好消息是,负责民事案件的律师有很多,毕竟比起舌头淬了毒的检方,还是同样为雇主谋福利的律师更有亲和力,多数时候,民事案件头疼的是坐在审判席的法官,原告被告双方打得不可开交,法官翻着法典以避免自己头脑不够清醒。
总而言之,王泥喜法介获得了一个短暂的假期——只要近几天内没有刑事案件。
“法介,辛苦了。

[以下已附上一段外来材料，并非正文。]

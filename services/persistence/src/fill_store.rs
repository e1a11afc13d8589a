//! Fill Store: immutable executions keyed by external id
//!
//! Fills are inserted once and never edited. A second insert of the same
//! external id is reported as a duplicate and ignored (first write wins),
//! which makes re-importing a statement or re-polling a broker harmless.

use std::collections::{BTreeMap, BTreeSet};
use std::sync::RwLock;

use tracing::{debug, info};
use types::fill::Fill;
use types::ids::{AccountId, ExternalFillId};

use crate::error::StoreError;

// ── Insert Outcome ──────────────────────────────────────────────────

/// What happened to a batch of incoming fills.
#[derive(Debug, Clone, Default, PartialEq, Eq)]
pub struct InsertOutcome {
    /// External ids newly stored, in batch order.
    pub inserted: Vec<ExternalFillId>,
    /// External ids already present (or repeated within the batch).
    pub duplicates: Vec<ExternalFillId>,
    /// Accounts that received at least one new fill.
    pub affected_accounts: BTreeSet<AccountId>,
}

impl InsertOutcome {
    pub fn inserted_count(&self) -> usize {
        self.inserted.len()
    }

    pub fn duplicate_count(&self) -> usize {
        self.duplicates.len()
    }
}

// ── Fill Store ──────────────────────────────────────────────────────

/// Source of fills for the matching engine.
pub trait FillStore: Send + Sync {
    /// Store new fills, skipping any whose external id is already known.
    fn insert_fills(&self, fills: Vec<Fill>) -> Result<InsertOutcome, StoreError>;

    /// All fills for one account, in no particular order.
    fn fills_for_account(&self, account_id: AccountId) -> Result<Vec<Fill>, StoreError>;

    /// Every account with at least one fill.
    fn accounts(&self) -> Result<Vec<AccountId>, StoreError>;

    /// Bulk reset: drop every fill for the account. Returns how many went.
    fn reset_account(&self, account_id: AccountId) -> Result<usize, StoreError>;
}

/// In-memory fill store.
///
/// `BTreeMap` keyed by external id keeps iteration order stable.
#[derive(Debug, Default)]
pub struct MemoryFillStore {
    fills: RwLock<BTreeMap<ExternalFillId, Fill>>,
}

impl MemoryFillStore {
    pub fn new() -> Self {
        Self::default()
    }

    pub fn len(&self) -> usize {
        self.fills.read().map(|f| f.len()).unwrap_or(0)
    }

    pub fn is_empty(&self) -> bool {
        self.len() == 0
    }
}

impl FillStore for MemoryFillStore {
    fn insert_fills(&self, fills: Vec<Fill>) -> Result<InsertOutcome, StoreError> {
        let mut stored = self.fills.write().map_err(|_| StoreError::Poisoned)?;
        let mut outcome = InsertOutcome::default();

        for fill in fills {
            if stored.contains_key(&fill.external_id) {
                debug!(fill_id = %fill.external_id, "Duplicate fill ignored");
                outcome.duplicates.push(fill.external_id);
                continue;
            }
            outcome.affected_accounts.insert(fill.account_id);
            outcome.inserted.push(fill.external_id.clone());
            stored.insert(fill.external_id.clone(), fill);
        }

        info!(
            inserted = outcome.inserted.len(),
            duplicates = outcome.duplicates.len(),
            accounts = outcome.affected_accounts.len(),
            "Fills stored"
        );
        Ok(outcome)
    }

    fn fills_for_account(&self, account_id: AccountId) -> Result<Vec<Fill>, StoreError> {
        let stored = self.fills.read().map_err(|_| StoreError::Poisoned)?;
        Ok(stored
            .values()
            .filter(|f| f.account_id == account_id)
            .cloned()
            .collect())
    }

    fn accounts(&self) -> Result<Vec<AccountId>, StoreError> {
        let stored = self.fills.read().map_err(|_| StoreError::Poisoned)?;
        let accounts: BTreeSet<AccountId> = stored.values().map(|f| f.account_id).collect();
        Ok(accounts.into_iter().collect())
    }

    fn reset_account(&self, account_id: AccountId) -> Result<usize, StoreError> {
        let mut stored = self.fills.write().map_err(|_| StoreError::Poisoned)?;
        let before = stored.len();
        stored.retain(|_, f| f.account_id != account_id);
        let removed = before - stored.len();
        info!(%account_id, removed, "Account fills reset");
        Ok(removed)
    }
}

”下庭后那由他温柔的笑着,全然不复刚才的毒舌模样,他向着王泥喜法介走过来,“母亲大人准备了餐食,邀你一起共进晚餐。”
王泥喜法介点点头,以前在日本的时候哪想过当律师还能天天都有委托,还是连着干不带停的那种,好不容易休假了,他比什么都珍惜,“谢谢阿玛拉殿下……”王泥喜法介顿了顿,又想起早前和牙琉检事的通讯,他正是为了那件事才特意空出了这几天的假期,“不过,我过两天要回一趟日本。”
“哦?……也对,你在日本也有事务所。”那由他转了个身,和他并肩前行。
“那个……不是……”王泥喜法介摸了摸头发,有些羞涩,“是私事…………我朋友请了我喜欢的歌手做演唱会的嘉宾,嘉宾要我出席——”
“波尔肯卡——”不知何时出现在两人身前的蕾法瞪大了眼睛,“触角头,你居然,会听演唱会!”
那由他也睁大了眼,王泥喜法介有些窘迫的大喊:
“我又不是老头——”
“法介,我记得你说过你喜欢的音乐是《恋之吉他小夜曲》那一类的,对吧。”比起两个毛躁的孩子,阿玛拉显然理智得多,她面色如常的跟王泥喜法介谈论起音乐,“那首歌风格也和你父亲的差不多。”
“唔,可惜我没有听过亲生父亲留下的音乐……”王泥喜法介有些遗憾,外加他觉得自己的音乐天赋并不怎么高,多尔克还说他的父母都是玩音乐的呢,怎么都没遗传下来,他忍不住瘪了瘪嘴。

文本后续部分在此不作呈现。